PAGE 5
The Bacchanals Of Euripides
by
Here Pentheus is seen approaching the palace in extreme haste. He has been absent from home, and returning, has just heard of the state of things at Thebes–the strange malady of the women, the dancings, the arrival of the mysterious stranger: he finds all the women departed from the town, and sees Cadmus and Teiresias in masque. Like the exaggerated diabolical figures in some of the religious plays and imageries of the Middle Age, he is an impersonation of stupid impiety, one of those whom the gods willing to destroy first infatuate. Alternating between glib unwisdom and coarse mockery, between violence and a pretence of moral austerity, he understands only the sorriest motives; thinks the whole thing feigned, and fancies the stranger, so effeminate, so attractive of women with whom he remains day and night, but a poor sensual creature, and the real motive of the Bacchic women the indulgence of their lust; his ridiculous old grandfather he is ready to renounce, and accuses Teiresias of having in view only some fresh source of professional profit to himself in connexion with some new-fangled oracle; his petty spite avenges itself on the prophet by an order to root up the sacred chair, where he sits to watch the birds for divination, and disturb the order of his sacred place; and even from the moment of his entrance the mark of his doom seems already set upon him, in an impotent trembling which others notice in him. Those of the women who still loitered, he has already caused to be shut up in the common prison; the others, with Ino, Autonoe, and his own mother, Agave, he will hunt out of the glens; while the stranger is threatened with various cruel forms of death. But Teiresias and Cadmus stay to reason with him, and induce him to abide wisely with them; the prophet fittingly becomes the interpreter of Dionysus, and explains the true nature of the visitor; his divinity, the completion or counterpart of that of Demeter; his gift of prophecy; all the soothing influences he brings with him; above all, his gift of the medicine of sleep to weary mortals. But the reason of Pentheus is already sickening, and the judicial madness gathering over it. Teiresias and Cadmus can but “go pray.” So again, not without the laughter of the audience, supporting each other a little grotesquely against a fall, they get away at last.

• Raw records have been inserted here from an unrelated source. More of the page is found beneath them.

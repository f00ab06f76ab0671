//! Keyed recurring task scheduler
//!
//! One tokio task per key:
//!
//! ```text
//!  {inactive} ──schedule──► {polling} ──cancel──► {inactive}
//! ```
//!
//! Cancellation only stops future ticks. A tick already running when its
//! key is cancelled runs to completion. Dropping the scheduler cancels
//! every key.

use futures::FutureExt;
use std::any::Any;
use std::collections::HashMap;
use std::future::Future;
use std::panic::AssertUnwindSafe;
use std::sync::Mutex;
use std::time::Duration;
use tokio::sync::oneshot;
use tokio::time::{self, Instant, MissedTickBehavior};

/// Shutdown handles of the running tasks; dropping a sender stops its task
#[derive(Default)]
pub struct PollingScheduler {
    tasks: Mutex<HashMap<String, oneshot::Sender<()>>>,
}

impl PollingScheduler {
    pub fn new() -> Self {
        Self::default()
    }

    /// Run `task` every `period`, first tick one period from now
    ///
    /// Returns `false` without scheduling anything if `key` already has a
    /// task. Must be called inside a tokio runtime.
    pub fn schedule<F, Fut>(&self, key: &str, period: Duration, task: F) -> bool
    where
        F: Fn() -> Fut + Send + Sync + 'static,
        Fut: Future<Output = ()> + Send + 'static,
    {
        let mut tasks = self.tasks.lock().unwrap();
        if tasks.contains_key(key) {
            return false;
        }

        let (shutdown, mut shutdown_rx) = oneshot::channel::<()>();
        let task_key = key.to_string();

        tokio::spawn(async move {
            let mut interval = time::interval_at(Instant::now() + period, period);
            interval.set_missed_tick_behavior(MissedTickBehavior::Delay);

            loop {
                tokio::select! {
                    _ = &mut shutdown_rx => break,
                    _ = interval.tick() => {}
                }

                // Outside the select: cancellation never interrupts a tick
                if let Err(panic) = AssertUnwindSafe(task()).catch_unwind().await {
                    tracing::error!(
                        key = %task_key,
                        panic = %panic_message(panic.as_ref()),
                        "Scheduled tick panicked, schedule continues"
                    );
                }
            }

            tracing::debug!(key = %task_key, "Polling task stopped");
        });

        tasks.insert(key.to_string(), shutdown);
        true
    }

    /// Stop future ticks for `key`; `false` if nothing was scheduled
    pub fn cancel(&self, key: &str) -> bool {
        let removed = self.tasks.lock().unwrap().remove(key);
        match removed {
            Some(shutdown) => {
                // Err only if the task already exited
                let _ = shutdown.send(());
                true
            }
            None => false,
        }
    }

    /// Stop future ticks for every key; returns how many were scheduled
    pub fn cancel_all(&self) -> usize {
        let drained: Vec<oneshot::Sender<()>> = self.tasks.lock().unwrap().drain().map(|(_, s)| s).collect();
        let count = drained.len();
        for shutdown in drained {
            let _ = shutdown.send(());
        }
        count
    }

    pub fn is_scheduled(&self, key: &str) -> bool {
        self.tasks.lock().unwrap().contains_key(key)
    }

    /// Scheduled keys, sorted
    pub fn scheduled_keys(&self) -> Vec<String> {
        let mut keys: Vec<String> = self.tasks.lock().unwrap().keys().cloned().collect();
        keys.sort();
        keys
    }

    pub fn len(&self) -> usize {
        self.tasks.lock().unwrap().len()
    }

    pub fn is_empty(&self) -> bool {
        self.len() == 0
    }
}

/// Best-effort text of a caught panic payload
pub(crate) fn panic_message(payload: &(dyn Any + Send)) -> String {
    if let Some(message) = payload.downcast_ref::<&str>() {
        message.to_string()
    } else if let Some(message) = payload.downcast_ref::<String>() {
        message.clone()
    } else {
        "unknown panic".to_string()
    }
}

#[cfg(test)]
mod tests {
    use super::*;
    use std::sync::atomic::{AtomicUsize, Ordering};
    use std::sync::Arc;

    const HOUR: Duration = Duration::from_secs(3600);

    fn counting(counter: &Arc<AtomicUsize>) -> impl Fn() -> futures::future::Ready<()> + Send + Sync + 'static {
        let counter = counter.clone();
        move || {
            counter.fetch_add(1, Ordering::SeqCst);
            futures::future::ready(())
        }
    }

    #[tokio::test(start_paused = true)]
    async fn test_ticks_every_period() {
        let scheduler = PollingScheduler::new();
        let ticks = Arc::new(AtomicUsize::new(0));
        assert!(scheduler.schedule("RWA-001", HOUR, counting(&ticks)));

        time::sleep(HOUR / 2).await;
        assert_eq!(ticks.load(Ordering::SeqCst), 0);

        time::sleep(HOUR * 3).await;
        assert_eq!(ticks.load(Ordering::SeqCst), 3);
    }

    #[tokio::test(start_paused = true)]
    async fn test_double_schedule_keeps_one_task() {
        let scheduler = PollingScheduler::new();
        let first = Arc::new(AtomicUsize::new(0));
        let second = Arc::new(AtomicUsize::new(0));

        assert!(scheduler.schedule("RWA-001", HOUR, counting(&first)));
        assert!(!scheduler.schedule("RWA-001", HOUR, counting(&second)));
        assert_eq!(scheduler.len(), 1);

        time::sleep(HOUR * 2 + HOUR / 2).await;
        assert_eq!(first.load(Ordering::SeqCst), 2);
        assert_eq!(second.load(Ordering::SeqCst), 0);
    }

    #[tokio::test(start_paused = true)]
    async fn test_cancel_stops_future_ticks() {
        let scheduler = PollingScheduler::new();
        let ticks = Arc::new(AtomicUsize::new(0));
        scheduler.schedule("RWA-001", HOUR, counting(&ticks));

        time::sleep(HOUR + HOUR / 2).await;
        assert!(scheduler.cancel("RWA-001"));
        assert!(!scheduler.cancel("RWA-001"));
        assert!(!scheduler.is_scheduled("RWA-001"));

        time::sleep(HOUR * 5).await;
        assert_eq!(ticks.load(Ordering::SeqCst), 1);
    }

    #[tokio::test(start_paused = true)]
    async fn test_in_flight_tick_completes_after_cancel() {
        let scheduler = PollingScheduler::new();
        let started = Arc::new(AtomicUsize::new(0));
        let finished = Arc::new(AtomicUsize::new(0));

        let (s, f) = (started.clone(), finished.clone());
        scheduler.schedule("RWA-001", HOUR, move || {
            let (s, f) = (s.clone(), f.clone());
            async move {
                s.fetch_add(1, Ordering::SeqCst);
                time::sleep(Duration::from_secs(60)).await;
                f.fetch_add(1, Ordering::SeqCst);
            }
        });

        time::sleep(HOUR + Duration::from_secs(1)).await;
        assert_eq!(started.load(Ordering::SeqCst), 1);
        scheduler.cancel("RWA-001");

        time::sleep(Duration::from_secs(120)).await;
        assert_eq!(finished.load(Ordering::SeqCst), 1);

        time::sleep(HOUR * 3).await;
        assert_eq!(started.load(Ordering::SeqCst), 1);
    }

    #[tokio::test(start_paused = true)]
    async fn test_panicking_tick_keeps_schedule() {
        let scheduler = PollingScheduler::new();
        let ticks = Arc::new(AtomicUsize::new(0));
        let counter = ticks.clone();
        scheduler.schedule("RWA-001", HOUR, move || {
            let n = counter.fetch_add(1, Ordering::SeqCst);
            async move {
                if n == 0 {
                    panic!("first tick fails");
                }
            }
        });

        time::sleep(HOUR * 3 + HOUR / 2).await;
        assert_eq!(ticks.load(Ordering::SeqCst), 3);
        assert!(scheduler.is_scheduled("RWA-001"));
    }

    #[tokio::test(start_paused = true)]
    async fn test_independent_keys_and_drop() {
        let ticks = Arc::new(AtomicUsize::new(0));
        {
            let scheduler = PollingScheduler::new();
            scheduler.schedule("RWA-002", HOUR, counting(&ticks));
            scheduler.schedule("RWA-001", HOUR, counting(&ticks));
            assert_eq!(scheduler.scheduled_keys(), vec!["RWA-001", "RWA-002"]);

            time::sleep(HOUR + HOUR / 2).await;
            assert_eq!(ticks.load(Ordering::SeqCst), 2);
        }

        time::sleep(HOUR * 4).await;
        assert_eq!(ticks.load(Ordering::SeqCst), 2);
    }
}
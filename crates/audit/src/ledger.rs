//! Append-only JSONL audit ledger
//!
//! One sealed record per line. The file is only ever appended to; reopening
//! an existing ledger resumes the chain from its last record.

use async_trait::async_trait;
use serde::{Deserialize, Serialize};
use std::fs::{File, OpenOptions};
use std::io::{BufRead, BufReader, Write};
use std::path::{Path, PathBuf};
use std::sync::Mutex;

use crate::entry::AuditEntry;
use crate::error::AuditResult;
use crate::hash::{self, GENESIS};
use crate::sink::AuditSink;

/// An audit entry with its position in the hash chain
#[derive(Debug, Clone, PartialEq, Serialize, Deserialize)]
pub struct LedgerRecord {
    pub sequence: u64,
    pub prev_hash: String,
    pub hash: String,
    pub entry: AuditEntry,
}

impl LedgerRecord {
    /// Compute the hash and build the record
    pub fn seal(sequence: u64, prev_hash: &str, entry: AuditEntry) -> Self {
        let hash = hash::calculate_record_hash(sequence, prev_hash, &entry);
        Self {
            sequence,
            prev_hash: prev_hash.to_string(),
            hash,
            entry,
        }
    }
}

struct ChainTail {
    file: File,
    sequence: u64,
    last_hash: String,
}

pub struct JsonlAuditLedger {
    path: PathBuf,
    tail: Mutex<ChainTail>,
}

impl JsonlAuditLedger {
    /// Open (or create) a ledger at the given path
    pub fn open(path: impl AsRef<Path>) -> AuditResult<Self> {
        let path = path.as_ref().to_path_buf();

        if let Some(parent) = path.parent() {
            std::fs::create_dir_all(parent)?;
        }

        let existing = if path.exists() {
            read_records(&path)?
        } else {
            Vec::new()
        };
        let (sequence, last_hash) = existing
            .last()
            .map(|r| (r.sequence, r.hash.clone()))
            .unwrap_or_else(|| (0, GENESIS.to_string()));

        let file = OpenOptions::new().create(true).append(true).open(&path)?;

        Ok(Self {
            path,
            tail: Mutex::new(ChainTail {
                file,
                sequence,
                last_hash,
            }),
        })
    }

    /// Seal and append an entry
    pub fn append(&self, entry: AuditEntry) -> AuditResult<LedgerRecord> {
        let mut tail = self.tail.lock().unwrap();

        let record = LedgerRecord::seal(tail.sequence + 1, &tail.last_hash, entry);
        let json = serde_json::to_string(&record)?;
        writeln!(tail.file, "{}", json)?;
        tail.file.flush()?;

        tail.sequence = record.sequence;
        tail.last_hash = record.hash.clone();
        Ok(record)
    }

    /// Every record in file order, without checking the chain
    pub fn read_all(&self) -> AuditResult<Vec<LedgerRecord>> {
        read_records(&self.path)
    }

    /// Entries for one asset, in write order
    pub fn entries_for(&self, asset_id: &str) -> AuditResult<Vec<AuditEntry>> {
        Ok(self
            .read_all()?
            .into_iter()
            .filter(|r| r.entry.asset_id == asset_id)
            .map(|r| r.entry)
            .collect())
    }

    /// Verify the whole file; returns the number of records checked
    pub fn verify_chain(&self) -> AuditResult<usize> {
        let records = self.read_all()?;
        hash::verify_chain(&records)?;
        Ok(records.len())
    }

    /// Sequence number of the last record (0 when empty)
    pub fn last_sequence(&self) -> u64 {
        self.tail.lock().unwrap().sequence
    }

    pub fn path(&self) -> &Path {
        &self.path
    }
}

fn read_records(path: &Path) -> AuditResult<Vec<LedgerRecord>> {
    let reader = BufReader::new(File::open(path)?);
    let mut records = Vec::new();

    for line in reader.lines() {
        let line = line?;
        if line.trim().is_empty() {
            continue;
        }
        records.push(serde_json::from_str(&line)?);
    }

    Ok(records)
}

#[async_trait]
impl AuditSink for JsonlAuditLedger {
    async fn record(&self, entry: &AuditEntry) -> AuditResult<()> {
        let record = self.append(entry.clone())?;
        tracing::debug!(
            asset_id = %record.entry.asset_id,
            sequence = record.sequence,
            "Audit entry appended"
        );
        Ok(())
    }
}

And then, again, as in those quaintly carved and coloured imageries of the Middle Age–the martyrdom of the youthful Saint Firmin, for instance, round the choir at Amiens–comes the full contrast, with a quite medieval simplicity and directness, between the insolence of the tyrant, now at last in sight of his prey, and the outraged beauty of the youthful god, meek, surrounded by his enemies, like some fair wild creature in the snare of the hunter. Dionysus has been taken prisoner; he is led on to the stage, with his hands bound, but still holding the thyrsus. Unresisting he had submitted himself to his captors; his colour had not changed; with a smile he had bidden them do their will, so that even they are touched with awe, and are almost ready to admit his divinity. Marvellously white and red, he stands there; and now, unwilling to be revealed to the unworthy, and requiring a fitness in the receiver, he represents himself, in answer to the inquiries of Pentheus, not as Dionysus, but simply as the god’s prophet, in full trust in whom he desires to hear his sentence. Then the long hair falls to the ground under the shears; the mystic wand is torn from his hand, and he is led away to be tied up, like some dangerous wild animal, in a dark place near the king’s stables.
Up to this point in the play, there has been a noticeable ambiguity as to the person of Dionysus, the main figure of the piece; he is in part Dionysus, indeed; but in part, only his messenger, or minister preparing his way; a certain harshness of effect in the actual appearance of a god upon the stage being in this way relieved, or made easy, as by a gradual revelation in two steps. To Pentheus, in his invincible ignorance, his essence remains to the last unrevealed, and even the women of the chorus seem to understand in him, so far, only the forerunner of their real leader. As he goes away bound, therefore, they too, threatened also in their turn with slavery, invoke his greater original to appear and deliver them. In pathetic cries they reproach Thebes for rejecting them–ti m’ anainei, ti me pheugeis; [3] yet they foretell his future greatness; a new Orpheus, he will more than renew that old miraculous reign over animals and plants. Their song is full of suggestions of wood and river. It is as if, for a moment, Dionysus became the suffering vine again; and the rustle of the leaves and water come through their words to refresh it. The fountain of Dirce still haunted by the virgins of Thebes, where the infant god was cooled and washed from the flecks of his fiery birth, becomes typical of the coolness of all springs, and is made, by a really poetic licence, the daughter of the distant Achelous–the earliest born, the father in myth, of all Greek rivers.